→ Activity
What you return must match the records character for character.

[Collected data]
──────
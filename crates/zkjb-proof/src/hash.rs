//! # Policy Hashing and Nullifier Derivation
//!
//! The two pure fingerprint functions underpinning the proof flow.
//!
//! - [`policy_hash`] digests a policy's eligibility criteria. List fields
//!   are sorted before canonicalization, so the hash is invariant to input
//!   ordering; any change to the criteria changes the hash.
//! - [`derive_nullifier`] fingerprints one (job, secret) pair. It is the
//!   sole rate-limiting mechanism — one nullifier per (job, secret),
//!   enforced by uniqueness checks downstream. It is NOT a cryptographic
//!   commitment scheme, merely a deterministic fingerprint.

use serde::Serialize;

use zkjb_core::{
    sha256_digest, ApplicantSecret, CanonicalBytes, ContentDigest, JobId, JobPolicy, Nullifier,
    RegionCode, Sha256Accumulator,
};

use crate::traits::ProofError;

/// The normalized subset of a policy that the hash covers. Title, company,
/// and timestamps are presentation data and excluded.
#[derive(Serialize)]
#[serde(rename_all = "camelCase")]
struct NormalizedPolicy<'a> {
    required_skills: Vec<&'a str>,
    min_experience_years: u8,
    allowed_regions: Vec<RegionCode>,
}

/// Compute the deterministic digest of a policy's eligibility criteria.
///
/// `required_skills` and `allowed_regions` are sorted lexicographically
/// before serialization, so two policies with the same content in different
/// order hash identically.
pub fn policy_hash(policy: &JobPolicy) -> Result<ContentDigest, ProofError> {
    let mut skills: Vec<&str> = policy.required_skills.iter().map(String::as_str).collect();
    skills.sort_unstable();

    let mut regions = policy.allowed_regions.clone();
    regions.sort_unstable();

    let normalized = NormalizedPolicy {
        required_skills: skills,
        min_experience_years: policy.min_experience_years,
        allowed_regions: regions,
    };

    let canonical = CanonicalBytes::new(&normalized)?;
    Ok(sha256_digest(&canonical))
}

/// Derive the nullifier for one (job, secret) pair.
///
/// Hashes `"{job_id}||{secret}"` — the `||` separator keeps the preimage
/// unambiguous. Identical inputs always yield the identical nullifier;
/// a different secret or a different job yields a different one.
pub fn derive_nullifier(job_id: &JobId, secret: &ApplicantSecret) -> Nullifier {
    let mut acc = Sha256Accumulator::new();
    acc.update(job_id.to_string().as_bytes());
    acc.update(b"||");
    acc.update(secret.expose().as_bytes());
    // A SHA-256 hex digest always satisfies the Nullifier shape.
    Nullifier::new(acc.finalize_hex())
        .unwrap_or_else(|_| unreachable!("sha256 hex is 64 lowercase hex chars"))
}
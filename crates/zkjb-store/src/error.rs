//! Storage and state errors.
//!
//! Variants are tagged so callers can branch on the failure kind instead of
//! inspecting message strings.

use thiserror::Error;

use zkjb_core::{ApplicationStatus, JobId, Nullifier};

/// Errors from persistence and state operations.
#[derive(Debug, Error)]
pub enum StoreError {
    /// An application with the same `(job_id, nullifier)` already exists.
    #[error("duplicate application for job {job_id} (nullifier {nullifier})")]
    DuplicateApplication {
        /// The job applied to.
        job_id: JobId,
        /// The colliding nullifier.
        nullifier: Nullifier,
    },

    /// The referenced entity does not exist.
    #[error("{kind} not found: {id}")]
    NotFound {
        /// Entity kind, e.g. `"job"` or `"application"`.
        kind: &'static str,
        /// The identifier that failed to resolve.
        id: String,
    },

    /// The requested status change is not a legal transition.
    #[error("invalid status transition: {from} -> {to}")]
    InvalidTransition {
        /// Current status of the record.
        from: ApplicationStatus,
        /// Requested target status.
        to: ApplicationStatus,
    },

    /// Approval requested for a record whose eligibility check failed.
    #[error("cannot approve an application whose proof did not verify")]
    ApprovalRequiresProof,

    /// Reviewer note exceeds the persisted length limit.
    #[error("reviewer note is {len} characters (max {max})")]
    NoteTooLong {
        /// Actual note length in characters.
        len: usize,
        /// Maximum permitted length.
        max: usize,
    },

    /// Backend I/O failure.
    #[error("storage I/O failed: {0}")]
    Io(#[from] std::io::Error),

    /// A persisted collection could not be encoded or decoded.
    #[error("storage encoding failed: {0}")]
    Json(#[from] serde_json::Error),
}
──────
→ Task response
filename crates/zkjb-proof/src/hash.rs
//! # Policy Hashing and Nullifier Derivation
//!
//! The two pure fingerprint functions underpinning the proof flow.
//!
//! - [`policy_hash`] digests a policy's eligibility criteria. List fields
//!   are sorted before canonicalization, so the hash is invariant to input
//!   ordering; any change to the criteria changes the hash.
//! - [`derive_nullifier`] fingerprints one (job, secret) pair. It is the
//!   sole rate-limiting mechanism — one nullifier per (job, secret),
//!   enforced by uniqueness checks downstream. It is NOT a cryptographic
//!   commitment scheme, merely a deterministic fingerprint.

use serde::Serialize;

use zkjb_core::{
    sha256_digest, ApplicantSecret, CanonicalBytes, ContentDigest, JobId, JobPolicy, Nullifier,
    RegionCode, Sha256Accumulator,
};

use crate::traits::ProofError;

/// The normalized subset of a policy that the hash covers. Title, company,
/// and timestamps are presentation data and excluded.
#[derive(Serialize)]
#[serde(rename_all = "camelCase")]
struct NormalizedPolicy<'a> {
    required_skills: Vec<&'a str>,
    min_experience_years: u8,
    allowed_regions: Vec<RegionCode>,
}

/// Compute the deterministic digest of a policy's eligibility criteria.
///
/// `required_skills` and `allowed_regions` are sorted lexicographically
/// before serialization, so two policies with the same content in different
/// order hash identically.
pub fn policy_hash(policy: &JobPolicy) -> Result<ContentDigest, ProofError> {
    let mut skills: Vec<&str> = policy.required_skills.iter().map(String::as_str).collect();
    skills.sort_unstable();

    let mut regions = policy.allowed_regions.clone();
    regions.sort_unstable();

    let normalized = NormalizedPolicy {
        required_skills: skills,
        min_experience_years: policy.min_experience_years,
        allowed_regions: regions,
    };

    let canonical = CanonicalBytes::new(&normalized)?;
    Ok(sha256_digest(&canonical))
}

/// Derive the nullifier for one (job, secret) pair.
///
/// Hashes `"{job_id}||{secret}"` — the `||` separator keeps the preimage
/// unambiguous. Identical inputs always yield the identical nullifier;
/// a different secret or a different job yields a different one.
pub fn derive_nullifier(job_id: &JobId, secret: &ApplicantSecret) -> Nullifier {
    let mut acc = Sha256Accumulator::new();
    acc.update(job_id.to_string().as_bytes());
    acc.update(b"||");
    acc.update(secret.expose().as_bytes());
    // A SHA-256 hex digest always satisfies the Nullifier shape.
    Nullifier::new(acc.finalize_hex())
        .unwrap_or_else(|_| unreachable!("sha256 hex is 64 lowercase hex chars"))
}
filename crates/zkjb-store/src/error.rs
//! Storage and state errors.
//!
//! Variants are tagged so callers can branch on the failure kind instead of
//! inspecting message strings.

use thiserror::Error;

use zkjb_core::{ApplicationStatus, JobId, Nullifier};

/// Errors from persistence and state operations.
#[derive(Debug, Error)]
pub enum StoreError {
    /// An application with the same `(job_id, nullifier)` already exists.
    #[error("duplicate application for job {job_id} (nullifier {nullifier})")]
    DuplicateApplication {
        /// The job applied to.
        job_id: JobId,
        /// The colliding nullifier.
        nullifier: Nullifier,
    },

    /// The referenced entity does not exist.
    #[error("{kind} not found: {id}")]
    NotFound {
        /// Entity kind, e.g. `"job"` or `"application"`.
        kind: &'static str,
        /// The identifier that failed to resolve.
        id: String,
    },

    /// The requested status change is not a legal transition.
    #[error("invalid status transition: {from} -> {to}")]
    InvalidTransition {
        /// Current status of the record.
        from: ApplicationStatus,
        /// Requested target status.
        to: ApplicationStatus,
    },

    /// Approval requested for a record whose eligibility check failed.
    #[error("cannot approve an application whose proof did not verify")]
    ApprovalRequiresProof,

    /// Reviewer note exceeds the persisted length limit.
    #[error("reviewer note is {len} characters (max {max})")]
    NoteTooLong {
        /// Actual note length in characters.
        len: usize,
        /// Maximum permitted length.
        max: usize,
    },

    /// Backend I/O failure.
    #[error("storage I/O failed: {0}")]
    Io(#[from] std::io::Error),

    /// A persisted collection could not be encoded or decoded.
    #[error("storage encoding failed: {0}")]
    Json(#[from] serde_json::Error),
}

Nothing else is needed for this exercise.